We can use the ${\tt SVC()}$ function to fit the support vector classifier for a given value of the ${\tt cost}$ parameter. Here we demonstrate the use of this function on a two-dimensional example so that we can plot the resulting decision boundary. Let's start by generating a set of observations, which belong to two classes:
# Generating random data: 20 observations of 2 features and divide into two classes.
np.random.seed(5)
X = np.random.randn(20,2)
y = np.repeat([1,-1], 10)
X[y == -1] = X[y == -1]+1
Let's plot the data to see whether the classes are linearly separable:
plt.scatter(X[:,0], X[:,1], s=70, c=y, cmap=mpl.cm.Paired)
plt.xlabel('X1')
plt.ylabel('X2')
Nope; not linear. Next, we fit the support vector classifier:
svc = SVC(C=1, kernel='linear')
svc.fit(X, y)
We can now plot the support vector classifier by calling the ${\tt plot\_svc()}$ function on the output of the call to ${\tt SVC()}$, as well as the data used in the call to ${\tt SVC()}$:
plot_svc(svc, X, y)
The region of feature space that will be assigned to the −1 class is shown in light blue, and the region that will be assigned to the +1 class is shown in brown. The decision boundary between the two classes is linear (because we used the argument ${\tt kernel="linear"}$).

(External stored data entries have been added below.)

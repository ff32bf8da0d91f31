//! Minimal EBML element encoding
//!
//! Just enough of RFC 8794 to write a Matroska/WebM file front to back:
//! element IDs, variable-length sizes and the handful of value types used
//! by the muxer.

use bytes::{BufMut, BytesMut};

pub mod id {
    pub const EBML: u32 = 0x1A45_DFA3;
    pub const EBML_VERSION: u32 = 0x4286;
    pub const EBML_READ_VERSION: u32 = 0x42F7;
    pub const EBML_MAX_ID_LENGTH: u32 = 0x42F2;
    pub const EBML_MAX_SIZE_LENGTH: u32 = 0x42F3;
    pub const DOC_TYPE: u32 = 0x4282;
    pub const DOC_TYPE_VERSION: u32 = 0x4287;
    pub const DOC_TYPE_READ_VERSION: u32 = 0x4285;
    pub const VOID: u32 = 0xEC;

    pub const SEGMENT: u32 = 0x1853_8067;

    pub const SEEK_HEAD: u32 = 0x114D_9B74;
    pub const SEEK: u32 = 0x4DBB;
    pub const SEEK_ID: u32 = 0x53AB;
    pub const SEEK_POSITION: u32 = 0x53AC;

    pub const INFO: u32 = 0x1549_A966;
    pub const TIMECODE_SCALE: u32 = 0x2A_D7B1;
    pub const SEGMENT_UID: u32 = 0x73A4;
    pub const MUXING_APP: u32 = 0x4D80;
    pub const WRITING_APP: u32 = 0x5741;
    pub const DURATION: u32 = 0x4489;

    pub const TRACKS: u32 = 0x1654_AE6B;
    pub const TRACK_ENTRY: u32 = 0xAE;
    pub const TRACK_NUMBER: u32 = 0xD7;
    pub const TRACK_UID: u32 = 0x73C5;
    pub const TRACK_TYPE: u32 = 0x83;
    pub const FLAG_LACING: u32 = 0x9C;
    pub const CODEC_ID: u32 = 0x86;
    pub const NAME: u32 = 0x536E;
    pub const VIDEO: u32 = 0xE0;
    pub const PIXEL_WIDTH: u32 = 0xB0;
    pub const PIXEL_HEIGHT: u32 = 0xBA;

    pub const CLUSTER: u32 = 0x1F43_B675;
    pub const TIMECODE: u32 = 0xE7;
    pub const SIMPLE_BLOCK: u32 = 0xA3;

    pub const CUES: u32 = 0x1C53_BB6B;
    pub const CUE_POINT: u32 = 0xBB;
    pub const CUE_TIME: u32 = 0xB3;
    pub const CUE_TRACK_POSITIONS: u32 = 0xB7;
    pub const CUE_TRACK: u32 = 0xF7;
    pub const CUE_CLUSTER_POSITION: u32 = 0xF1;
}

/// 8-byte "unknown" size marker
pub const UNKNOWN_SIZE: [u8; 8] = [0x01, 0xFF, 0xFF, 0xFF, 0xFF, 0xFF, 0xFF, 0xFF];

/// Largest value a 8-byte size can hold (all-ones is reserved)
pub const MAX_SIZE: u64 = (1 << 56) - 2;

/// Encoded length of an element ID (the marker bits are part of the ID)
pub fn id_len(id: u32) -> usize {
    match id {
        0..=0xFF => 1,
        0x100..=0xFFFF => 2,
        0x1_0000..=0xFF_FFFF => 3,
        _ => 4,
    }
}

pub fn put_id(buf: &mut BytesMut, id: u32) {
    let len = id_len(id);
    buf.put_slice(&id.to_be_bytes()[4 - len..]);
}

/// Shortest vint length able to hold `size`
pub fn size_len(size: u64) -> usize {
    (1..=8)
        .find(|&n| size < (1u64 << (7 * n)) - 1)
        .unwrap_or(8)
}

pub fn put_size(buf: &mut BytesMut, size: u64) {
    put_size_with_len(buf, size, size_len(size));
}

/// Size vint of an exact width (used for fields patched in place)
pub fn put_size_with_len(buf: &mut BytesMut, size: u64, len: usize) {
    let marked = size | (1u64 << (7 * len));
    buf.put_slice(&marked.to_be_bytes()[8 - len..]);
}

/// Fixed 8-byte size field, as patched into the Segment header
pub fn size8(size: u64) -> [u8; 8] {
    let mut buf = BytesMut::with_capacity(8);
    put_size_with_len(&mut buf, size.min(MAX_SIZE), 8);
    let mut out = [0u8; 8];
    out.copy_from_slice(&buf);
    out
}

fn header(buf: &mut BytesMut, id: u32, size: u64) {
    put_id(buf, id);
    put_size(buf, size);
}

pub fn put_uint(buf: &mut BytesMut, id: u32, value: u64) {
    let len = ((64 - value.leading_zeros() as usize) + 7) / 8;
    let len = len.max(1);
    header(buf, id, len as u64);
    buf.put_slice(&value.to_be_bytes()[8 - len..]);
}

pub fn put_float(buf: &mut BytesMut, id: u32, value: f64) {
    header(buf, id, 8);
    buf.put_f64(value);
}

pub fn put_string(buf: &mut BytesMut, id: u32, value: &str) {
    put_binary(buf, id, value.as_bytes());
}

pub fn put_binary(buf: &mut BytesMut, id: u32, value: &[u8]) {
    header(buf, id, value.len() as u64);
    buf.put_slice(value);
}

/// Master element with an already-encoded body
pub fn put_master(buf: &mut BytesMut, id: u32, body: &[u8]) {
    put_binary(buf, id, body);
}

/// Header of an element whose body is written separately
pub fn put_header(buf: &mut BytesMut, id: u32, size: u64) {
    header(buf, id, size);
}

/// Void element occupying exactly `total` bytes (0 or at least 2)
pub fn put_void(buf: &mut BytesMut, total: usize) {
    match total {
        0 => {}
        1 => debug_assert!(false, "a Void element needs at least 2 bytes"),
        _ if total - 2 < 127 => {
            header(buf, id::VOID, (total - 2) as u64);
            buf.put_bytes(0, total - 2);
        }
        _ => {
            put_id(buf, id::VOID);
            put_size_with_len(buf, (total - 9) as u64, 8);
            buf.put_bytes(0, total - 9);
        }
    }
}
//! DataChannel control commands
//!
//! The browser drives recordings with plain text messages on any data
//! channel of its session:
//! - `<process_id>;start` records the track bound to `process_id`, then
//!   closes the session that carried the command
//! - `<process_id>;stop` closes the carrying session at once

use super::track_registry::TrackRegistry;
use super::WebRTCError;
use crate::config::{RecordingConfig, VideoCodec};
use crate::container::WebmFileWriter;
use crate::recording::{PacketSource, RecordingPipeline};
use async_trait::async_trait;
use log::{error, info, warn};
use std::sync::Arc;
use tokio::task::JoinHandle;

#[derive(Debug, Clone, Copy, PartialEq, Eq)]
pub enum ControlAction {
    Start,
    Stop,
}

/// Parsed control message
#[derive(Debug, Clone, PartialEq, Eq)]
pub struct ControlCommand {
    pub session_id: String,
    pub action: ControlAction,
}

impl ControlCommand {
    /// Parse `<id>;start` or `<id>;stop`. Anything else is rejected.
    pub fn parse(data: &[u8]) -> Result<Self, WebRTCError> {
        let text = std::str::from_utf8(data)
            .map_err(|_| WebRTCError::ControlError("Control message is not UTF-8".to_string()))?;

        let parts: Vec<&str> = text.split(';').collect();
        if parts.len() != 2 {
            return Err(WebRTCError::ControlError(format!("Malformed control message: {:?}", text)));
        }

        if parts[0].is_empty() {
            return Err(WebRTCError::ControlError("Control message has an empty id".to_string()));
        }

        let action = match parts[1] {
            "start" => ControlAction::Start,
            "stop" => ControlAction::Stop,
            other => {
                return Err(WebRTCError::ControlError(format!("Unknown control action: {:?}", other)));
            }
        };

        Ok(Self {
            session_id: parts[0].to_string(),
            action,
        })
    }
}

/// Closing side of the session that owns a data channel
#[async_trait]
pub trait SessionControl: Send + Sync + 'static {
    fn id(&self) -> &str;

    async fn close(&self) -> Result<(), WebRTCError>;
}

/// What a control message did
#[derive(Debug)]
pub enum ControlOutcome {
    /// Recording task spawned; the session closes when it finishes
    Recording(JoinHandle<()>),
    /// Session closed
    Stopped,
    /// Valid command with nothing to act on
    Ignored,
}

/// Handles control messages for one session
pub struct ControlChannel<T, S> {
    registry: TrackRegistry<T>,
    session: Arc<S>,
    recording: RecordingConfig,
}

impl<T: PacketSource + 'static, S: SessionControl> ControlChannel<T, S> {
    pub fn new(registry: TrackRegistry<T>, session: Arc<S>, recording: RecordingConfig) -> Self {
        Self {
            registry,
            session,
            recording,
        }
    }

    pub async fn handle_message(&self, data: &[u8]) -> Result<ControlOutcome, WebRTCError> {
        let command = ControlCommand::parse(data)?;
        info!("Session {} control: {:?} {}", self.session.id(), command.action, command.session_id);

        match command.action {
            ControlAction::Start => Ok(self.start(&command.session_id)),
            ControlAction::Stop => {
                self.session.close().await?;
                Ok(ControlOutcome::Stopped)
            }
        }
    }

    fn start(&self, process_id: &str) -> ControlOutcome {
        let Some(claim) = self.registry.claim(process_id) else {
            info!("No idle track bound to {}, ignoring start", process_id);
            return ControlOutcome::Ignored;
        };

        let track = claim.track().clone();
        let mime = track.mime_type();
        let Some(codec) = VideoCodec::from_mime_type(&mime) else {
            warn!("Track for {} uses {}, which cannot be recorded", process_id, mime);
            return ControlOutcome::Ignored;
        };

        let path = self.recording.output_path(process_id);
        let writer = WebmFileWriter::new(path, codec);
        let pipeline = RecordingPipeline::new(
            track,
            writer,
            self.recording.max_duration(),
            self.recording.reorder_window,
        );

        let session = self.session.clone();
        let process_id = process_id.to_string();
        let handle = tokio::spawn(async move {
            info!("Recording {} started", process_id);
            if let Err(e) = pipeline.run().await {
                error!("Recording {} failed: {}", process_id, e);
            }
            drop(claim);

            if let Err(e) = session.close().await {
                warn!("Failed to close session {} after recording: {}", session.id(), e);
            }
        });

        ControlOutcome::Recording(handle)
    }
}
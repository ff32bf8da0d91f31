//! Shared state for rtc-recorder
//!
//! Handed to every HTTP handler.

use crate::config::Config;
use crate::webrtc::{InboundTrack, SessionManager, TrackRegistry};
use std::sync::Arc;

/// Shared state for the application
#[derive(Clone)]
pub struct AppState {
    /// Configuration
    pub config: Arc<Config>,

    /// Signaling sessions keyed by process id
    pub session_manager: Arc<SessionManager>,

    /// Tracks bound by connected sessions
    pub registry: TrackRegistry<InboundTrack>,
}

impl std::fmt::Debug for AppState {
    fn fmt(&self, f: &mut std::fmt::Formatter<'_>) -> std::fmt::Result {
        f.debug_struct("AppState")
            .field("config", &self.config)
            .field("bound_tracks", &self.registry.len())
            .finish()
    }
}

impl AppState {
    /// Build the state around a fresh session manager sharing `registry`
    pub fn new(config: Config, registry: TrackRegistry<InboundTrack>) -> Self {
        let session_manager = Arc::new(SessionManager::new(
            config.webrtc.clone(),
            config.recording.clone(),
            registry.clone(),
        ));

        Self {
            config: Arc::new(config),
            session_manager,
            registry,
        }
    }
}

The support vectors are plotted with crosses and the remaining observations are plotted as circles; we see here that there are 13 support vectors. We can determine their identities as follows:
svc.support_
What if we instead used a smaller value of the ${\tt cost}$ parameter?
svc2 = SVC(C=0.1, kernel='linear')
svc2.fit(X, y)
plot_svc(svc2, X, y)
Now that a smaller value of the ${\tt c}$ parameter is being used, we obtain a larger number of support vectors, because the margin is now wider.

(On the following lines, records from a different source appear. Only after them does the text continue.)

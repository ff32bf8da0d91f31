//! WebRTC PeerConnection management
//!
//! Handles the creation of receive-only RTCPeerConnection instances and the
//! non-trickle offer/answer exchange.

use super::WebRTCError;
use crate::config::{IceServerConfig, VideoCodec, WebRTCConfig};
use log::debug;
use std::sync::Arc;
use std::time::Duration;
use webrtc::api::interceptor_registry::register_default_interceptors;
use webrtc::api::media_engine::{MediaEngine, MIME_TYPE_VP8};
use webrtc::api::APIBuilder;
use webrtc::ice_transport::ice_server::RTCIceServer;
use webrtc::interceptor::registry::Registry;
use webrtc::peer_connection::configuration::RTCConfiguration;
use webrtc::peer_connection::sdp::session_description::RTCSessionDescription;
use webrtc::peer_connection::RTCPeerConnection;
use webrtc::rtcp::payload_feedbacks::picture_loss_indication::PictureLossIndication;
use webrtc::rtp_transceiver::rtp_codec::{RTCRtpCodecCapability, RTCRtpCodecParameters, RTPCodecType};

/// PeerConnection factory for ingest sessions
pub struct PeerConnectionManager {
    config: WebRTCConfig,
}

impl PeerConnectionManager {
    /// Create a new PeerConnection manager
    pub fn new(config: WebRTCConfig) -> Self {
        Self { config }
    }

    pub fn config(&self) -> &WebRTCConfig {
        &self.config
    }

    /// Create a new PeerConnection with the configured settings
    pub async fn create_peer_connection(&self) -> Result<Arc<RTCPeerConnection>, WebRTCError> {
        // Only the recordable codec is offered back to the browser
        let mut media_engine = MediaEngine::default();
        self.register_video_codec(&mut media_engine)?;

        // Interceptors provide NACK and receiver reports
        let mut registry = Registry::new();
        registry = register_default_interceptors(registry, &mut media_engine)
            .map_err(|e| WebRTCError::ConnectionFailed(format!("Failed to register interceptors: {}", e)))?;

        let api = APIBuilder::new()
            .with_media_engine(media_engine)
            .with_interceptor_registry(registry)
            .build();

        let rtc_config = RTCConfiguration {
            ice_servers: build_ice_servers(&self.config.ice_servers),
            ..Default::default()
        };

        let peer_connection = api.new_peer_connection(rtc_config).await
            .map_err(|e| WebRTCError::ConnectionFailed(format!("Failed to create peer connection: {}", e)))?;

        Ok(Arc::new(peer_connection))
    }

    /// Register the configured video codec in the media engine
    fn register_video_codec(&self, media_engine: &mut MediaEngine) -> Result<(), WebRTCError> {
        media_engine.register_codec(
            codec_parameters(self.config.video_codec, self.config.video_payload_type),
            RTPCodecType::Video,
        ).map_err(|e| WebRTCError::ConnectionFailed(format!(
            "Failed to register {}: {}",
            self.config.video_codec.as_str(),
            e
        )))
    }

    /// Apply a remote offer and return the complete local answer.
    ///
    /// Waits for candidate gathering to finish so the answer carries every
    /// local candidate, bounded by `timeout`.
    pub async fn answer_offer(
        peer_connection: &Arc<RTCPeerConnection>,
        offer: RTCSessionDescription,
        timeout: Duration,
    ) -> Result<RTCSessionDescription, WebRTCError> {
        peer_connection.set_remote_description(offer).await
            .map_err(|e| WebRTCError::SdpError(format!("Failed to set remote description: {}", e)))?;

        let answer = peer_connection.create_answer(None).await
            .map_err(|e| WebRTCError::SdpError(format!("Failed to create answer: {}", e)))?;

        let mut gather_complete = peer_connection.gathering_complete_promise().await;

        peer_connection.set_local_description(answer).await
            .map_err(|e| WebRTCError::SdpError(format!("Failed to set local description: {}", e)))?;

        tokio::time::timeout(timeout, gather_complete.recv())
            .await
            .map_err(|_| WebRTCError::GatheringTimeout)?;
        debug!("ICE gathering complete");

        peer_connection.local_description().await
            .ok_or_else(|| WebRTCError::SdpError("Local description missing after gathering".to_string()))
    }

    /// Ask the publisher for a fresh keyframe on `media_ssrc`
    pub async fn request_keyframe(
        peer_connection: &Arc<RTCPeerConnection>,
        media_ssrc: u32,
    ) -> Result<(), WebRTCError> {
        peer_connection
            .write_rtcp(&[Box::new(PictureLossIndication {
                sender_ssrc: 0,
                media_ssrc,
            })])
            .await
            .map_err(|e| WebRTCError::MediaError(format!("Failed to send PLI: {}", e)))?;
        Ok(())
    }

    /// Close a peer connection
    pub async fn close(peer_connection: &Arc<RTCPeerConnection>) -> Result<(), WebRTCError> {
        peer_connection.close().await
            .map_err(|e| WebRTCError::ConnectionFailed(format!("Failed to close connection: {}", e)))?;
        Ok(())
    }
}

fn codec_parameters(codec: VideoCodec, payload_type: u8) -> RTCRtpCodecParameters {
    let mime_type = match codec {
        VideoCodec::VP8 => MIME_TYPE_VP8,
    };

    RTCRtpCodecParameters {
        capability: RTCRtpCodecCapability {
            mime_type: mime_type.to_string(),
            clock_rate: codec.clock_rate(),
            channels: 0,
            sdp_fmtp_line: "".to_string(),
            rtcp_feedback: vec![],
        },
        payload_type,
        ..Default::default()
    }
}

fn build_ice_servers(servers: &[IceServerConfig]) -> Vec<RTCIceServer> {
    servers
        .iter()
        .map(|server| RTCIceServer {
            urls: server.urls.clone(),
            username: server.username.clone().unwrap_or_default(),
            credential: server.credential.clone().unwrap_or_default(),
            ..Default::default()
        })
        .collect()
}

#[cfg(test)]
mod tests {
    use super::*;

    #[test]
    fn test_codec_parameters_use_configured_payload_type() {
        let params = codec_parameters(VideoCodec::VP8, 100);
        assert_eq!(params.payload_type, 100);
        assert_eq!(params.capability.mime_type, "video/VP8");
        assert_eq!(params.capability.clock_rate, 90000);
    }

    #[test]
    fn test_ice_servers_from_config() {
        let servers = build_ice_servers(&[IceServerConfig {
            urls: vec!["turn:turn.example.org:3478".to_string()],
            username: Some("user".to_string()),
            credential: None,
        }]);
        assert_eq!(servers.len(), 1);
        assert_eq!(servers[0].username, "user");
        assert_eq!(servers[0].credential, "");
    }

    #[tokio::test]
    async fn test_create_peer_connection() {
        let manager = PeerConnectionManager::new(WebRTCConfig::default());
        let pc = manager.create_peer_connection().await.unwrap();
        PeerConnectionManager::close(&pc).await.unwrap();
    }
}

The ${\tt sklearn.grid\_search}$ module includes a a function ${\tt GridSearchCV()}$ to perform cross-validation. In order to use this function, we pass in relevant information about the set of models that are under consideration. The following command indicates that we want perform 10-fold cross-validation to compare SVMs with a linear kernel, using a range of values of the cost parameter:
from sklearn.model_selection import GridSearchCV
# Select the optimal C parameter by cross-validation
tuned_parameters = [{'C': [0.001, 0.01, 0.1, 1, 5, 10, 100]}]

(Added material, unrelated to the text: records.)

/// Floods `patch` from seeds at every polygon vertex, walking the open
/// heightfield's axis links. `visited` is a scratch buffer borrowed and
/// restored to all-`false` on return.
fn fill_height_patch(
    open: &OpenHeightfield,
    columns: &[(u16, u16)],
    poly_verts_voxel: &[(i32, i32, i32)],
    patch: &mut HeightPatch,
    visited: &mut SpanVisited,
) {
    let mut queue: VecDeque<usize> = VecDeque::new();
    let mut touched: Vec<usize> = Vec::new();

    for &(vx, vy, vz) in poly_verts_voxel {
        let Some(seed) = locate_seed_span(open, vx, vz, vy) else {
            continue;
        };
        if !visited.0[seed] {
            visited.0[seed] = true;
            touched.push(seed);
            queue.push_back(seed);
        }
    }

    while let Some(i) = queue.pop_front() {
        let (x, z) = columns[i];
        if let Some(idx) = patch.local_index(x, z) {
            if patch.data[idx] == HeightPatch::UNSET {
                patch.data[idx] = open.spans[i].floor;
            }
        }
        for dir in 0..4u8 {
            let Some(ni) = open.neighbor_index(i, x, z, dir) else {
                continue;
            };
            if visited.0[ni] {
                continue;
            }
            let (nx, nz) = columns[ni];
            let Some(idx) = patch.local_index(nx, nz) else {
                continue;
            };
            if patch.data[idx] != HeightPatch::UNSET {
                continue;
            }
            visited.0[ni] = true;
            touched.push(ni);
            queue.push_back(ni);
        }
    }

    for i in touched {
        visited.0[i] = false;
    }
}

fn prev(i: usize, n: usize) -> usize {
    (i + n - 1) % n
}

fn next(i: usize, n: usize) -> usize {
    (i + 1) % n
}

fn distance_pt_seg(p: Vec3, a: Vec3, b: Vec3) -> f32 {
    let ab = b - a;
    let ap = p - a;
    let denom = ab.length_squared();
    let t = if denom > 0.0 { (ap.dot(ab) / denom).clamp(0.0, 1.0) } else { 0.0 };
    let closest = a + ab * t;
    (p - closest).length_squared()
}

/// Signed xz distance from `p` to the polygon boundary: negative when
/// inside (even-odd rule), used to accept or reject interior samples.
fn signed_dist_to_poly_xz(poly: &[Vec3], p: Vec3) -> f32 {
    let n = poly.len();
    let mut min_dist = f32::MAX;
    let mut inside = false;
    for i in 0..n {
        let vi = poly[i];
        let vj = poly[prev(i, n)];
        if (vi.z > p.z) != (vj.z > p.z) && p.x < (vj.x - vi.x) * (p.z - vi.z) / (vj.z - vi.z) + vi.x {
            inside = !inside;
        }
        min_dist = min_dist.min(distance_pt_seg(p, vj, vi).sqrt());
    }
    if inside { -min_dist } else { min_dist }
}

/// Vertical distance from `p` to the triangle `(a, b, c)`'s xz footprint
/// via barycentric projection, or `None` if `p` falls outside it.
fn dist_point_to_triangle(p: Vec3, a: Vec3, b: Vec3, c: Vec3) -> Option<f32> {
    let v0 = c - a;
    let v1 = b - a;
    let v2 = p - a;
    let dot00 = v0.x * v0.x + v0.z * v0.z;
    let dot01 = v0.x * v1.x + v0.z * v1.z;
    let dot02 = v0.x * v2.x + v0.z * v2.z;
    let dot11 = v1.x * v1.x + v1.z * v1.z;
    let dot12 = v1.x * v2.x + v1.z * v2.z;
    let denom = dot00 * dot11 - dot01 * dot01;
    if denom.abs() < f32::EPSILON {
        return None;
    }
    let inv_denom = 1.0 / denom;
    let u = (dot11 * dot02 - dot01 * dot12) * inv_denom;
    let v = (dot00 * dot12 - dot01 * dot02) * inv_denom;
    const EPS: f32 = 1e-4;
    if u >= -EPS && v >= -EPS && (u + v) <= 1.0 + EPS {
        let y = a.y + u * v0.y + v * v1.y;
        Some((y - p.y).abs())
    } else {
        None
    }
}

fn dist_to_tri_mesh(p: Vec3, verts: &[Vec3], triangles: &[[u32; 3]]) -> Option<f32> {
    let mut best: Option<f32> = None;
    for &[a, b, c] in triangles {
        if let Some(d) = dist_point_to_triangle(p, verts[a as usize], verts[b as usize], verts[c as usize]) {
            if best.is_none_or(|b| d < b) {
                best = Some(d);
            }
        }
    }
    best
}

fn vcross2(a: Vec3, b: Vec3, c: Vec3) -> f32 {
    let u1 = b.x - a.x;
    let v1 = b.z - a.z;
    let u2 = c.x - a.x;
    let v2 = c.z - a.z;
    u1 * v2 - v1 * u2
}

fn circumcircle(a: Vec3, b: Vec3, c: Vec3) -> Option<(Vec3, f32)> {
    const EPS: f32 = 1e-6;
    let v2 = b - a;
    let v3 = c - a;
    let cp = vcross2(Vec3::ZERO, v2, v3);
    if cp.abs() <= EPS {
        return None;
    }
    let v2_sq = v2.x * v2.x + v2.z * v2.z;
    let v3_sq = v3.x * v3.x + v3.z * v3.z;
    let cx = (v2_sq * v3.z - v3_sq * v2.z) / (2.0 * cp);
    let cz = (v3_sq * v2.x - v2_sq * v3.x) / (2.0 * cp);
    let center = a + Vec3::new(cx, 0.0, cz);
    let radius = ((center.x - a.x).powi(2) + (center.z - a.z).powi(2)).sqrt();
    Some((center, radius))
}

fn overlap_seg_seg_xz(a: Vec3, b: Vec3, c: Vec3, d: Vec3) -> bool {
    let a1 = vcross2(a, b, d);
    let a2 = vcross2(a, b, c);
    if a1 * a2 < 0.0 {
        let a3 = vcross2(c, d, a);
        let a4 = a3 + a2 - a1;
        if a3 * a4 < 0.0 {
            return true;
        }
    }
    false
}

/// Edges as `(s, t, left_face, right_face)`; `u32::MAX` marks hull/unset.
type EdgeTable = Vec<[u32; 4]>;

fn find_edge(edges: &EdgeTable, s: u32, t: u32) -> Option<usize> {
    edges.iter().position(|e| (e[0] == s && e[1] == t) || (e[0] == t && e[1] == s))
}

fn add_edge(edges: &mut EdgeTable, s: u32, t: u32, left: u32, right: u32) {
    if find_edge(edges, s, t).is_none() {
        edges.push([s, t, left, right]);
    }
}

fn update_left_face(edge: &mut [u32; 4], s: u32, t: u32, face: u32) {
    if edge[0] == s && edge[1] == t && edge[2] == u32::MAX {
        edge[2] = face;
    } else if edge[1] == s && edge[0] == t && edge[3] == u32::MAX {
        edge[3] = face;
    }
}

fn overlap_edges(verts: &[Vec3], edges: &EdgeTable, s1: u32, t1: u32) -> bool {
    for e in edges {
        let (s0, t0) = (e[0], e[1]);
        if s0 == s1 || s0 == t1 || t0 == s1 || t0 == t1 {
            continue;
        }
        if overlap_seg_seg_xz(verts[s0 as usize], verts[t0 as usize], verts[s1 as usize], verts[t1 as usize]) {
            return true;
        }
    }
    false
}

/// Tries to complete the face left of edge `e`'s unresolved side(s) by
/// finding the candidate vertex whose circumcircle holds no other
/// candidate, within a small tolerance envelope.
fn complete_facet(verts: &[Vec3], edges: &mut EdgeTable, num_faces: &mut u32, e: usize) {
    const TOL: f32 = 0.001;
    let (s, t) = {
        let edge = edges[e];
        if edge[2] == u32::MAX {
            (edge[0], edge[1])
        } else if edge[3] == u32::MAX {
            (edge[1], edge[0])
        } else {
            return;
        }
    };

    let mut pick: Option<usize> = None;
    let mut center = Vec3::ZERO;
    let mut radius = -1.0f32;
    for u in 0..verts.len() {
        if u == s as usize || u == t as usize {
            continue;
        }
        if vcross2(verts[s as usize], verts[t as usize], verts[u]) <= 1e-6 {
            continue;
        }
        if radius < 0.0 {
            if let Some((c, r)) = circumcircle(verts[s as usize], verts[t as usize], verts[u]) {
                pick = Some(u);
                center = c;
                radius = r;
            }
            continue;
        }
        let d = ((center.x - verts[u].x).powi(2) + (center.z - verts[u].z).powi(2)).sqrt();
        if d > radius * (1.0 + TOL) {
            continue;
        } else if d < radius * (1.0 - TOL) {
            if let Some((c, r)) = circumcircle(verts[s as usize], verts[t as usize], verts[u]) {
                pick = Some(u);
                center = c;
                radius = r;
            }
        } else {
            if overlap_edges(verts, edges, s, u as u32) || overlap_edges(verts, edges, t, u as u32) {
                continue;
            }
            if let Some((c, r)) = circumcircle(verts[s as usize], verts[t as usize], verts[u]) {
                pick = Some(u);
                center = c;
                radius = r;
            }
        }
    }

    match pick {
        Some(pt) => {
            let pt = pt as u32;
            update_left_face(&mut edges[e], s, t, *num_faces);
            match find_edge(edges, pt, s) {
                Some(ei) => update_left_face(&mut edges[ei], pt, s, *num_faces),
                None => add_edge(edges, pt, s, *num_faces, u32::MAX),
            }
            match find_edge(edges, t, pt) {
                Some(ei) => update_left_face(&mut edges[ei], t, pt, *num_faces),
                None => add_edge(edges, t, pt, *num_faces, u32::MAX),
            }
            *num_faces += 1;
        }
        None => update_left_face(&mut edges[e], s, t, u32::MAX),
    }
}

clf = GridSearchCV(SVC(kernel='linear'), tuned_parameters, cv=10, scoring='accuracy')
clf.fit(X, y)
We can easily access the cross-validation errors for each of these models:
clf.cv_results_
The ${\tt GridSearchCV()}$ function stores the best parameters obtained, which can be accessed as follows:
clf.best_params_
c=0.001 is best according to ${\tt GridSearchCV}$.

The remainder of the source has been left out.